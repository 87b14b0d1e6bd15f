//! Frame capture to PNG
//!
//! Rasterizes the frame under the cursor with the profile's palette and
//! writes it as `<dir>/<file stem>_frame<index>_<n>.png`. With a grid
//! configured, the following frames are tiled row-major after it, wrapping
//! at the end of the file.

use std::path::{Path, PathBuf};

use anyhow::{Context, Result, ensure};
use image::{ImageFormat, RgbaImage};
use waterfall_core::{ByteBuffer, PlaybackProfile, PlaybackSnapshot, rasterize_frame, tile_frames};

pub struct FrameCapture {
    dir: PathBuf,
    prefix: String,
    columns: u32,
    rows: u32,
    /// Captures written this session, used to keep names unique
    count: u32,
    tile: Vec<u8>,
    pixels: Vec<u8>,
}

impl FrameCapture {
    /// Capture single frames into `dir`, naming files after `source`
    pub fn new(dir: impl Into<PathBuf>, source: &Path) -> Self {
        let stem = source
            .file_stem()
            .map(|s| s.to_string_lossy().into_owned())
            .unwrap_or_else(|| "capture".to_string());
        Self {
            dir: dir.into(),
            prefix: sanitize_filename(&stem),
            columns: 1,
            rows: 1,
            count: 0,
            tile: Vec::new(),
            pixels: Vec::new(),
        }
    }

    /// Tile `columns x rows` frames per capture (zero counts as one)
    pub fn with_grid(mut self, columns: u32, rows: u32) -> Self {
        self.columns = columns.max(1);
        self.rows = rows.max(1);
        self
    }

    pub fn dir(&self) -> &Path {
        &self.dir
    }

    /// Write the grid starting at the snapshot's frame; returns the file written
    pub fn capture(
        &mut self,
        buffer: &ByteBuffer,
        snapshot: &PlaybackSnapshot,
        profile: &PlaybackProfile,
    ) -> Result<PathBuf> {
        std::fs::create_dir_all(&self.dir)
            .with_context(|| format!("Failed to create capture directory {}", self.dir.display()))?;

        let image = self.compose(buffer, snapshot.frame_index, profile)?;

        self.count += 1;
        let path = self.dir.join(format!(
            "{}_frame{:06}_{}.png",
            self.prefix,
            snapshot.frame_index + 1,
            self.count
        ));
        let saved = image
            .save_with_format(&path, ImageFormat::Png)
            .with_context(|| format!("Failed to write {}", path.display()));
        self.pixels = image.into_raw();
        saved?;

        tracing::info!("Frame captured: {}", path.display());
        Ok(path)
    }

    fn compose(
        &mut self,
        buffer: &ByteBuffer,
        first: u32,
        profile: &PlaybackProfile,
    ) -> Result<RgbaImage> {
        let (frame_w, frame_h) = (profile.frame_width as usize, profile.frame_height as usize);
        let frame_bytes = buffer.frame_bytes() as usize;
        ensure!(
            frame_bytes == frame_w * frame_h,
            "Buffer frames are {} bytes but the profile draws {}x{}",
            frame_bytes,
            frame_w,
            frame_h
        );

        let columns = self.columns as usize;
        let width = frame_w * columns;
        let height = frame_h * self.rows as usize;
        let row_bytes = frame_w * 4;
        self.pixels.clear();
        self.pixels.resize(width * height * 4, 0);

        let frames = tile_frames(first, self.columns, self.rows, buffer.total_frames());
        for (i, frame) in frames.into_iter().enumerate() {
            rasterize_frame(buffer, frame as usize * frame_bytes, profile.palette, &mut self.tile);
            let (col, row) = (i % columns, i / columns);
            for y in 0..frame_h {
                let src = &self.tile[y * row_bytes..(y + 1) * row_bytes];
                let dst = ((row * frame_h + y) * width + col * frame_w) * 4;
                self.pixels[dst..dst + row_bytes].copy_from_slice(src);
            }
        }

        RgbaImage::from_raw(width as u32, height as u32, std::mem::take(&mut self.pixels))
            .context("Frame pixels do not match frame dimensions")
    }
}

/// Lowercase alphanumerics, everything else collapsed to single underscores
fn sanitize_filename(name: &str) -> String {
    let mapped: String = name
        .chars()
        .map(|c| {
            if c.is_alphanumeric() {
                c.to_ascii_lowercase()
            } else {
                '_'
            }
        })
        .collect();
    let joined = mapped
        .split('_')
        .filter(|s| !s.is_empty())
        .collect::<Vec<_>>()
        .join("_");
    if joined.is_empty() {
        "capture".to_string()
    } else {
        joined
    }
}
○ ○ ○ ○ ○
* [Task instructions]: Copy every line of the data that carries the word "source".

* [Finished task]:
    /// Capture single frames into `dir`, naming files after `source`
    pub fn new(dir: impl Into<PathBuf>, source: &Path) -> Self {
        let stem = source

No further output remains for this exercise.